Rep. Ilhan Omar’s recent tweet suggesting that political support for Israel is driven by Jewish money was one more unwelcome sign that old anti-Semitic tropes are getting new life in today’s bitter political climate. We welcome the strong and swift condemnation of her remarks by a group of top Democratic House members, led by Speaker Nancy Pelosi, but also acknowledge that the party needs to do more to maintain vigilance against those members who go far beyond legitimate criticism of Israeli policy and into the realm of anti-Semitic conspiracy theories.
Omar’s tweet came after a call by Republican House leader Kevin McCarthy for congressional action against her for a 2012 tweet she wrote that was widely seen as anti-Semitic, asserting that Israel had “hypnotized” the world. She later apologized.
Responding to McCarthy the other day, the freshman legislator from Minnesota, one of two Muslim women in the new Congress, tweeted that “It’s all about the Benjamins,” referring to hundred-dollar bills, and later clarifying that she was talking about AIPAC, the pro-Israel lobby.
McCarthy himself generated controversy last year with a tweet attacking three Jewish billionaires, including George Soros, a favorite target of conspiracy theorists, for trying to “buy” the midterm elections. That tweet was quickly deleted after it was reported.
On Monday, Omar offered an apology, while not backing down from her criticism of the role played by AIPAC, which, as a registered lobby, does not give any money to candidates, although its views on politicians inevitably influence campaign giving.
“I reaffirm the problematic role of lobbyists in our politics, whether it be AIPAC, the NRA, or the fossil fuel industry,” Omar said in her statement.
It would be naive to argue that campaign finance has nothing to do with the overwhelming bipartisan support for Israel in American politics today. For better or worse, that’s the way the political game is played, and backers of almost every cause seek to maximize their leverage in Washington with campaign dollars.
That said, what is not legitimate — indeed, what is deeply offensive to a Jewish community that has experienced the destructive power of such ideas — is framing that criticism in terms of age-old conspiracy theories suggesting a malignant Jewish dominance over national affairs.
Omar’s tweets — and there is something truly disturbing about our political leaders, from the president on down, conducting political dialogue through the instant, filter-less medium of Twitter — also play into the hands of those seeking to make Israel a partisan wedge issue by portraying the Democratic Party and its resurgent progressive wing as universally hostile to the Jewish state.

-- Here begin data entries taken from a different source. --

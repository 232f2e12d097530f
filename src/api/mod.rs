//! Webhook Lambda: request handling and answer-phase scheduling

pub mod handler;
pub mod helpers;
pub mod invoke;
pub mod parsing;
pub mod signature;

// Re-export the main types for convenience
pub use handler::{Dispatcher, function_handler as handler};
pub use invoke::{AnswerInvoker, LambdaInvoker, SqsInvoker};
//! Prompt assembly for the completion model.
//!
//! The final prompt is built from up to three parts, in order:
//! prior thread messages, subtitle text of a referenced video, and the
//! triggering message itself.

/// Introduces the prior messages of a thread.
pub const CONTEXT_PROMPT: &str = "Having as context";

/// Placed in front of subtitle text so the model answers from it instead of
/// declining to discuss a video it cannot watch.
pub const VIDEO_PROMPT: &str = "do not mention that you cannot access videos in any case, everytime video is mentioned refer to the following context";

/// Builds the context block from the texts of a thread, oldest first.
///
/// Returns `None` unless the thread holds at least one message besides the
/// one that triggered the bot.
#[must_use]
pub fn format_conversation_context<S: AsRef<str>>(texts: &[S]) -> Option<String> {
    if texts.len() < 2 {
        return None;
    }

    let mut context = format!("{CONTEXT_PROMPT} ");
    for text in texts {
        context.push_str(text.as_ref());
        context.push('\n');
    }
    Some(context)
}

/// Wraps downloaded subtitle content in the video instruction.
#[must_use]
pub fn transcript_block(subtitles: &str) -> String {
    format!("{VIDEO_PROMPT} {subtitles}")
}

/// Joins the optional context and transcript with the user's message.
#[must_use]
pub fn compose_prompt(context: Option<&str>, transcript: Option<&str>, text: &str) -> String {
    let preamble = match (context, transcript) {
        (Some(context), Some(transcript)) => Some(format!("{context}and {transcript}")),
        (context, transcript) => context.or(transcript).map(ToString::to_string),
    };

    match preamble {
        Some(preamble) => format!("{preamble} {text}"),
        None => text.to_string(),
    }
}
use std::cmp::Ordering;
use std::collections::BinaryHeap;

use log::warn;

use crate::structs::frame::NutFrame;
use crate::utils::errors::Result;
use crate::utils::rational::Rational;
use crate::utils::timing::MediaTime;

#[derive(Debug)]
struct Pending {
    time: MediaTime,
    millis: i64,
    seq: u64,
    frame: NutFrame,
}

impl Ord for Pending {
    fn cmp(&self, other: &Self) -> Ordering {
        // BinaryHeap is a max-heap; the earliest frame must come out first.
        other
            .time
            .cmp(&self.time)
            .then_with(|| other.seq.cmp(&self.seq))
    }
}

impl PartialOrd for Pending {
    fn partial_cmp(&self, other: &Self) -> Option<Ordering> {
        Some(self.cmp(other))
    }
}

impl PartialEq for Pending {
    fn eq(&self, other: &Self) -> bool {
        self.cmp(other) == Ordering::Equal
    }
}

impl Eq for Pending {}

/// Time ordered queue interleaving the frames of several streams.
///
/// A frame leaves the buffer once every stream has progressed at least to
/// its timestamp, or once the newest frame seen is more than the window
/// ahead of it. Frames are ordered exactly across time bases; the window is
/// measured in milliseconds.
///
/// Output is only guaranteed to be ordered if no producer lags more than the
/// window behind the others. A frame arriving later than that is still
/// emitted, after a warning.
#[derive(Debug)]
pub struct ReorderBuffer {
    heap: BinaryHeap<Pending>,
    progress: Vec<Option<MediaTime>>,
    window_ms: u64,
    latest_ms: Option<i64>,
    seq: u64,
    last_emitted: Option<MediaTime>,
}

impl ReorderBuffer {
    pub fn new(stream_count: usize, window_ms: u64) -> Self {
        Self {
            heap: BinaryHeap::new(),
            progress: vec![None; stream_count],
            window_ms,
            latest_ms: None,
            seq: 0,
            last_emitted: None,
        }
    }

    pub fn len(&self) -> usize {
        self.heap.len()
    }

    pub fn is_empty(&self) -> bool {
        self.heap.is_empty()
    }

    pub fn window_ms(&self) -> u64 {
        self.window_ms
    }

    pub fn push(&mut self, frame: NutFrame, time_base: Rational) -> Result<()> {
        let time = MediaTime::new(frame.pts, time_base);
        let millis = time.millis()?;

        if let Some(progress) = self.progress.get_mut(frame.stream_id) {
            *progress = Some(progress.map_or(time, |p| p.max(time)));
        }
        self.latest_ms = Some(self.latest_ms.map_or(millis, |l| l.max(millis)));

        self.heap.push(Pending {
            time,
            millis,
            seq: self.seq,
            frame,
        });
        self.seq += 1;

        Ok(())
    }

    fn is_ready(&self, head: &Pending) -> bool {
        let caught_up = self
            .progress
            .iter()
            .all(|p| p.is_some_and(|p| p >= head.time));
        let expired = self
            .latest_ms
            .is_some_and(|latest| latest.saturating_sub(head.millis) as i128 > self.window_ms as i128);

        caught_up || expired
    }

    /// Next frame that can no longer be preceded by a frame still to come.
    pub fn pop_ready(&mut self) -> Option<NutFrame> {
        if !self.is_ready(self.heap.peek()?) {
            return None;
        }
        self.pop()
    }

    /// Next frame in time order regardless of the window.
    pub fn pop(&mut self) -> Option<NutFrame> {
        let pending = self.heap.pop()?;

        if let Some(last) = self.last_emitted {
            if pending.time < last {
                warn!(
                    "Stream {} frame at {} ms emitted out of order, reorder window of {} ms exceeded",
                    pending.frame.stream_id, pending.millis, self.window_ms
                );
            }
        }
        self.last_emitted = Some(self.last_emitted.map_or(pending.time, |l| l.max(pending.time)));

        Some(pending.frame)
    }
}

Yes, there is growing criticism of Israeli policy on the Democratic left, and yes, some of that criticism, like Omar’s and statements by Rep. Rashida Tlaib of Michigan, echo traditional anti-Semitism. New York Times columnist Bret Stephens, in an important essay last Sunday headlined “The Progressive Assault On Israel,” points out that “the far-left’s hostility is now being mainstreamed by the not-so-far-left” and that anti-Zionism, which calls for the end of the Jewish state, “is becoming a respectable position among people who would never support the elimination of any other country in any other circumstance.”
It’s worth noting that Kevin McCarthy, faced with the recent racist comments within his own caucus from Iowa Rep. Steve King, who has a long history of such remarks, stripped King of his committee assignments. Omar, a rookie legislator stumbling out of the block, sits on the House Foreign Affairs Committee. When Israel issues come before the committee, we trust that she will heed the words of her apology that “she is grateful for Jewish allies and colleagues who are educating me on the painful history of anti-Semitic tropes” and to act on that new knowledge.
Despite Omar’s new tweet, overall, support for Israel’s security remains a fundamental value of the Democratic Party, as the quick response by the Democratic leadership demonstrates. Arguing otherwise can only undermine the remarkable bipartisanship that AIPAC and so many others have worked so hard to build over the decades. And that can only hurt Israel.